Source data:
───
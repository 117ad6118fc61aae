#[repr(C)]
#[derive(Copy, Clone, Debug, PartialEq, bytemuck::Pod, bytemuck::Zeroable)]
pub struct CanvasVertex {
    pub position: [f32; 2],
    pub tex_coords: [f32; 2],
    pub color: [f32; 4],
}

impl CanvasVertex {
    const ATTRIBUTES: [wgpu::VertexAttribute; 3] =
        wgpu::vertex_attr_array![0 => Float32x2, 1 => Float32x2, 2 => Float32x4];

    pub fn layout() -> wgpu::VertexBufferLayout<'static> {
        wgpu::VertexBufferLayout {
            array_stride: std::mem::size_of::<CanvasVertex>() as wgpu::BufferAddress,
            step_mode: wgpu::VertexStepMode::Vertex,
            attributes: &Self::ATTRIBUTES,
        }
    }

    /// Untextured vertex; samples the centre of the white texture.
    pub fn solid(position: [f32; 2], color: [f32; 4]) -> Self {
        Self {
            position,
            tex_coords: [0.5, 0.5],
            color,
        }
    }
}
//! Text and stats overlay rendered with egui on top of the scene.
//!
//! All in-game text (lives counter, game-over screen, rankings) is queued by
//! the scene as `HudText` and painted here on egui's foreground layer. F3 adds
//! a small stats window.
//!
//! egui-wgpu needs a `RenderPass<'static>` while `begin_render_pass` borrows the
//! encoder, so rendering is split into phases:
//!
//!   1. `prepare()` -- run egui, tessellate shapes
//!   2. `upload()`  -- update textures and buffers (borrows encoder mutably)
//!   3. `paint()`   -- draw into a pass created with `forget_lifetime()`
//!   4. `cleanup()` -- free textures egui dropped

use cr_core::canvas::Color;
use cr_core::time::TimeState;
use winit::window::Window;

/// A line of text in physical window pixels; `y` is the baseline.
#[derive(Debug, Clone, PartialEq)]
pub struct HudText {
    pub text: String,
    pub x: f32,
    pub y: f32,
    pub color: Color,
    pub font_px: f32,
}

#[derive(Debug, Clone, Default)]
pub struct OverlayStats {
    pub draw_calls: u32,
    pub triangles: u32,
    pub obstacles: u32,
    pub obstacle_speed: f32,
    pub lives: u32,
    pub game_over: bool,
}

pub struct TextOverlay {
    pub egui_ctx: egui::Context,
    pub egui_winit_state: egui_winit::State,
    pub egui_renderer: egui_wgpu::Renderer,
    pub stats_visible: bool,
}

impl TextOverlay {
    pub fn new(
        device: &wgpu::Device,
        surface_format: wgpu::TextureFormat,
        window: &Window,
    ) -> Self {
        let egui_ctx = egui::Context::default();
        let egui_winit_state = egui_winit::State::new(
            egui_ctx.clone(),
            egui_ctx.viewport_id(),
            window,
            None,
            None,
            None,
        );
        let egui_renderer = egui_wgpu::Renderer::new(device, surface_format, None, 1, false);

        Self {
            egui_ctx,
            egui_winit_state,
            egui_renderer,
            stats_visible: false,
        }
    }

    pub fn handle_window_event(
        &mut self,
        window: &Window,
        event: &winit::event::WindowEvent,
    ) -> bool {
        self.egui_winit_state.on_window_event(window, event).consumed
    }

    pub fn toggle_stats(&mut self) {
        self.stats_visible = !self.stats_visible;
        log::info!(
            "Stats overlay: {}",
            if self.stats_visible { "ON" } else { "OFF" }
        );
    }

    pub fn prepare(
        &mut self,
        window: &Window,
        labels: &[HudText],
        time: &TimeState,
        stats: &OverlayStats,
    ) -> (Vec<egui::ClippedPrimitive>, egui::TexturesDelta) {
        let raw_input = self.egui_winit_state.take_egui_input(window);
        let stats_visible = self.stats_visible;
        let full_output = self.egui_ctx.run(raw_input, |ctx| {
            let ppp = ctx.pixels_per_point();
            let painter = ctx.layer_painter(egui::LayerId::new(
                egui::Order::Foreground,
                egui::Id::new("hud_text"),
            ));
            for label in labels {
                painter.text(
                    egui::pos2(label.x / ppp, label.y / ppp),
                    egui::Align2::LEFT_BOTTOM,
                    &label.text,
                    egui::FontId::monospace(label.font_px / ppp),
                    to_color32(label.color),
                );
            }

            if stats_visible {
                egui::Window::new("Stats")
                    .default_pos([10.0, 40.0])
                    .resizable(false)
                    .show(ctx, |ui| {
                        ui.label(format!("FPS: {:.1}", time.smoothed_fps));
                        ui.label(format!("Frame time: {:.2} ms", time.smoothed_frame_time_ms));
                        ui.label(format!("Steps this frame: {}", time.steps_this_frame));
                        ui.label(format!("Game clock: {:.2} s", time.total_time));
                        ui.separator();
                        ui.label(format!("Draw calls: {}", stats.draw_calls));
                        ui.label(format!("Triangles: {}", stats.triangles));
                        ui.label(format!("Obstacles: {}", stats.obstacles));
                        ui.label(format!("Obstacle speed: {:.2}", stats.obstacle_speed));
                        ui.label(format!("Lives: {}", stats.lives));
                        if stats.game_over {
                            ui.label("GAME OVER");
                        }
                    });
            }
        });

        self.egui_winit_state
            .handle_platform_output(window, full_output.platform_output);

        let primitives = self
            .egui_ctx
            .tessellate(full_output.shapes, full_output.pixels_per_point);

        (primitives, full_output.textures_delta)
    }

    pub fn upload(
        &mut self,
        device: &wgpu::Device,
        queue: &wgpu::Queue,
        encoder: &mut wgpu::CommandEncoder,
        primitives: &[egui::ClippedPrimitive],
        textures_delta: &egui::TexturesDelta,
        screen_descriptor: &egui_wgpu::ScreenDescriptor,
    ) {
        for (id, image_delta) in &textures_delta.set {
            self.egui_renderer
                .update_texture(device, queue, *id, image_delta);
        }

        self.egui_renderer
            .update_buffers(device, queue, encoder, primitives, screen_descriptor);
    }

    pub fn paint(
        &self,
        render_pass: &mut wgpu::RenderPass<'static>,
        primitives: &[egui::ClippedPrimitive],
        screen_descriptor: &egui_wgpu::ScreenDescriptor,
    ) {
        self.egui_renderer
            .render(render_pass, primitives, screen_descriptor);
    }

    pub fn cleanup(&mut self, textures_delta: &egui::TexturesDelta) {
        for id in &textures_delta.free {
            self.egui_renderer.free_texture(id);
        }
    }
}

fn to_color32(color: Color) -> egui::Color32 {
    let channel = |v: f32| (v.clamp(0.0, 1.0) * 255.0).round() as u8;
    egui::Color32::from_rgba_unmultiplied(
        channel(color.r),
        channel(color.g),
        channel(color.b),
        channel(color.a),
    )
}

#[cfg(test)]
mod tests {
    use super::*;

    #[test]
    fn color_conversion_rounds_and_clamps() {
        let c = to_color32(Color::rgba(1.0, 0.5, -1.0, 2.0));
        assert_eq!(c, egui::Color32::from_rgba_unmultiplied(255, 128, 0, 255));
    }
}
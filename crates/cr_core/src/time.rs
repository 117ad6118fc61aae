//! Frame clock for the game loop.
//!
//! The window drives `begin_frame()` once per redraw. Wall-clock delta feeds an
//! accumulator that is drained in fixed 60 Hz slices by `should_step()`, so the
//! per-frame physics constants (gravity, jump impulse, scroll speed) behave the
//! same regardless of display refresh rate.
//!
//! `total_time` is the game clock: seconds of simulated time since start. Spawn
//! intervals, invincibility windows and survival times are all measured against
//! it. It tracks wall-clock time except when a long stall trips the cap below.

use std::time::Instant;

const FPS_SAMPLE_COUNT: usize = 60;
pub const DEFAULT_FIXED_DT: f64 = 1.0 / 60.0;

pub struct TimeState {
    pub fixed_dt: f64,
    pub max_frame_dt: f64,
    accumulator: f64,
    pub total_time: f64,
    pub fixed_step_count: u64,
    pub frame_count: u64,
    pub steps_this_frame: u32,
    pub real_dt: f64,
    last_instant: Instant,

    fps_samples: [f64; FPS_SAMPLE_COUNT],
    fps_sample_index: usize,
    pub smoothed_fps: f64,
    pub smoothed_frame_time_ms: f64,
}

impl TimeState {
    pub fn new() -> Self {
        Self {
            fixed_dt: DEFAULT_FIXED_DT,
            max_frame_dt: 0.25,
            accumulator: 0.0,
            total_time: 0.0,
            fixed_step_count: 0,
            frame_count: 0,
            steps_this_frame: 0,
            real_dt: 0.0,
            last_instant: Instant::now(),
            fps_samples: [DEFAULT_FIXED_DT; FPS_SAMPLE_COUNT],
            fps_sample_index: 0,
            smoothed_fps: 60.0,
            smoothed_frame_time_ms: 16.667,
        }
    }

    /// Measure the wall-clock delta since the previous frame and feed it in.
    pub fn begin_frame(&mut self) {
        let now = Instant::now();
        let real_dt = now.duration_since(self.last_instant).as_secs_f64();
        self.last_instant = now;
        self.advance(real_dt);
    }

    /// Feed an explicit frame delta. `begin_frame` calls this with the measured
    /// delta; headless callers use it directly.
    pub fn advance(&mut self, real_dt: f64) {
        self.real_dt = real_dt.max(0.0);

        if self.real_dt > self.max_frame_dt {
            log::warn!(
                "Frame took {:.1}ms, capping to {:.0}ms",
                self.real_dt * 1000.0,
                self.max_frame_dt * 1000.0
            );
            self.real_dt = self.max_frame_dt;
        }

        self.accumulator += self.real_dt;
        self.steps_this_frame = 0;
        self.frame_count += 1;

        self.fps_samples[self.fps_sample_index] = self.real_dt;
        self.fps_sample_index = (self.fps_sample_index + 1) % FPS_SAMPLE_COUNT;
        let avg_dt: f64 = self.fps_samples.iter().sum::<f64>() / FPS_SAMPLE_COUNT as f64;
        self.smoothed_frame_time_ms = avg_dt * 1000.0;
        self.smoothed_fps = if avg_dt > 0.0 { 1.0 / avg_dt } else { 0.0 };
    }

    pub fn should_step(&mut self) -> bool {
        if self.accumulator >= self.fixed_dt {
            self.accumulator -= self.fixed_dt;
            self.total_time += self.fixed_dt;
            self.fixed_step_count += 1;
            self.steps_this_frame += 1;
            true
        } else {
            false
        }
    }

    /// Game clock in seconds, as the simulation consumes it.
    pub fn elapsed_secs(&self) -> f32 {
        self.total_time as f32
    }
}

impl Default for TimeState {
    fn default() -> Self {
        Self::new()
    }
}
───
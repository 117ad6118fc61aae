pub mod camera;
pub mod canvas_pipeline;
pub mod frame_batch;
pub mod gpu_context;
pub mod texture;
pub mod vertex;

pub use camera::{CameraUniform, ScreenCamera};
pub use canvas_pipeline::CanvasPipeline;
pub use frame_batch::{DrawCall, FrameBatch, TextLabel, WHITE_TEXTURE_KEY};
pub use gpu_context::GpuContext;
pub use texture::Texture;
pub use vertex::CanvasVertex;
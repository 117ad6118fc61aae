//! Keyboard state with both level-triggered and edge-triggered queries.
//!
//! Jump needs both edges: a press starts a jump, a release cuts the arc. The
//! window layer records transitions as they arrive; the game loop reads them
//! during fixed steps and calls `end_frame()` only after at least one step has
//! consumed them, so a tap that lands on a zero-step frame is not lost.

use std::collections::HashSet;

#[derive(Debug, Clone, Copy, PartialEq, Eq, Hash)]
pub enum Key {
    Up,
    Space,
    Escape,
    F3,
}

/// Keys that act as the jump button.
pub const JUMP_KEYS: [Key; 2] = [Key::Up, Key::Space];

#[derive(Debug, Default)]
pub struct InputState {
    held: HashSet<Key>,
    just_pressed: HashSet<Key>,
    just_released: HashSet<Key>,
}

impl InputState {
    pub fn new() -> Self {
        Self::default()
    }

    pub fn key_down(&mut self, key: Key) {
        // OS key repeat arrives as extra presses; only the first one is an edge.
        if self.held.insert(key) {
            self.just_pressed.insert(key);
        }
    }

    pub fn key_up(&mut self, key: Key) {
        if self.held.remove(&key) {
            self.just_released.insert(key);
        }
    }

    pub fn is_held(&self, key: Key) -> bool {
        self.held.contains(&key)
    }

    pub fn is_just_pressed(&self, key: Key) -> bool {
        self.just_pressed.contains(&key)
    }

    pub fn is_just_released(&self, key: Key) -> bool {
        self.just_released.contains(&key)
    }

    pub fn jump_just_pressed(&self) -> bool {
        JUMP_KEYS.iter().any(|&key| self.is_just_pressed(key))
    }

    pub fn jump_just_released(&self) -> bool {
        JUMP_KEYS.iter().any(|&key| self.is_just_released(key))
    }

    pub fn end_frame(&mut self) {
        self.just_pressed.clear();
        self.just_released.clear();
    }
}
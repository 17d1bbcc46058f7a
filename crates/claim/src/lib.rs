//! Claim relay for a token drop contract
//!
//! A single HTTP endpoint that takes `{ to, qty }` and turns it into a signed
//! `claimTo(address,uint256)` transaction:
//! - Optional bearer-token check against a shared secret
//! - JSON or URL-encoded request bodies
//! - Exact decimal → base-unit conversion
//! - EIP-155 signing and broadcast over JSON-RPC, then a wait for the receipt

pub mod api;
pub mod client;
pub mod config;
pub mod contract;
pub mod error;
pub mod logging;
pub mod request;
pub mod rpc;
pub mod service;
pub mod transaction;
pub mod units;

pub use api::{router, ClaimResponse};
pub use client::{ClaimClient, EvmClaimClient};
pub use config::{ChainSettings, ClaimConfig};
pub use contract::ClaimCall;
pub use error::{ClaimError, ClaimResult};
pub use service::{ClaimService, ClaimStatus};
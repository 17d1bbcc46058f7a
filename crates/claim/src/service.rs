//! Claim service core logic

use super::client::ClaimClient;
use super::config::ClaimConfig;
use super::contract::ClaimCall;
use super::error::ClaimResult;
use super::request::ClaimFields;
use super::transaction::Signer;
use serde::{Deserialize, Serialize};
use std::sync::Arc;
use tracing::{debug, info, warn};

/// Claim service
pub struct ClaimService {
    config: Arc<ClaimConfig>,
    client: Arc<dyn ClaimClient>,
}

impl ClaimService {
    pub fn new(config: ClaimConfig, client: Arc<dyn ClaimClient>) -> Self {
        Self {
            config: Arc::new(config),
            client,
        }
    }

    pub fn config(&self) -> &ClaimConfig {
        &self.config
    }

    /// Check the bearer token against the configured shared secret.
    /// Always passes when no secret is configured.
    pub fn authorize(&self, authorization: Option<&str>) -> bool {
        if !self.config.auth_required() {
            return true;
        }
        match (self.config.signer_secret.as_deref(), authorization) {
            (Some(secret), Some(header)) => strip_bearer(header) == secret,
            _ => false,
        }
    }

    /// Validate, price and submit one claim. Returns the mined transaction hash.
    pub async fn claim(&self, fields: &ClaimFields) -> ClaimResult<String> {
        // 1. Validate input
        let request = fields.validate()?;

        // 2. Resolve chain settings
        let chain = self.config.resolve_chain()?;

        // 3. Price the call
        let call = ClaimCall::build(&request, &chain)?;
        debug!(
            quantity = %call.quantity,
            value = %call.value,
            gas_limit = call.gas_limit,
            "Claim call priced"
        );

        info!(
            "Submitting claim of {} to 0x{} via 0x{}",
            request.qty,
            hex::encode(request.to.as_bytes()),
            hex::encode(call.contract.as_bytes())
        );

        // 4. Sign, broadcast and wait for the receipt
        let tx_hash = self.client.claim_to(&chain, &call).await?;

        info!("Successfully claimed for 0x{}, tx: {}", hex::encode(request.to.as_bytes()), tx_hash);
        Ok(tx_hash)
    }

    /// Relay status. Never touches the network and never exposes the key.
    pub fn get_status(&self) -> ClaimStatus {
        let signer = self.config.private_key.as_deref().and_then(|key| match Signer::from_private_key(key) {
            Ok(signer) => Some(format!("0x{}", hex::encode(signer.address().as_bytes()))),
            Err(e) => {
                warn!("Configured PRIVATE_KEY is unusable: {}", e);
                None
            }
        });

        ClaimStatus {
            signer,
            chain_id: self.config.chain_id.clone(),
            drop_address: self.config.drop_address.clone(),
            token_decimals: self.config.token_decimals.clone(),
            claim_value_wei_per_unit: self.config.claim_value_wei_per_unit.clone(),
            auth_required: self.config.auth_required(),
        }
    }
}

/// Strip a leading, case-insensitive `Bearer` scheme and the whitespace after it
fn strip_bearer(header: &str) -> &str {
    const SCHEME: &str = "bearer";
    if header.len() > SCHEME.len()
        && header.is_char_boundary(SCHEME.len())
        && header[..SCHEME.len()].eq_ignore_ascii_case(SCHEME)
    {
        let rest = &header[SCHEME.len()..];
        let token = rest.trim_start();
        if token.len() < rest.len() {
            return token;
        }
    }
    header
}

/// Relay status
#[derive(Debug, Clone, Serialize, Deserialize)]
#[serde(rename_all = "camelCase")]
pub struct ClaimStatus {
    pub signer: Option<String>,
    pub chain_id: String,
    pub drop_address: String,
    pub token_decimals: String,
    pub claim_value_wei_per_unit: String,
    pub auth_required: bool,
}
───
EXERCISE OBJECTIVE: Search the entries above for the word "ClaimStatus" and copy each line where it appears.

ANSWER BELOW:
pub use service::{ClaimService, ClaimStatus};
    pub fn get_status(&self) -> ClaimStatus {
        ClaimStatus {
pub struct ClaimStatus {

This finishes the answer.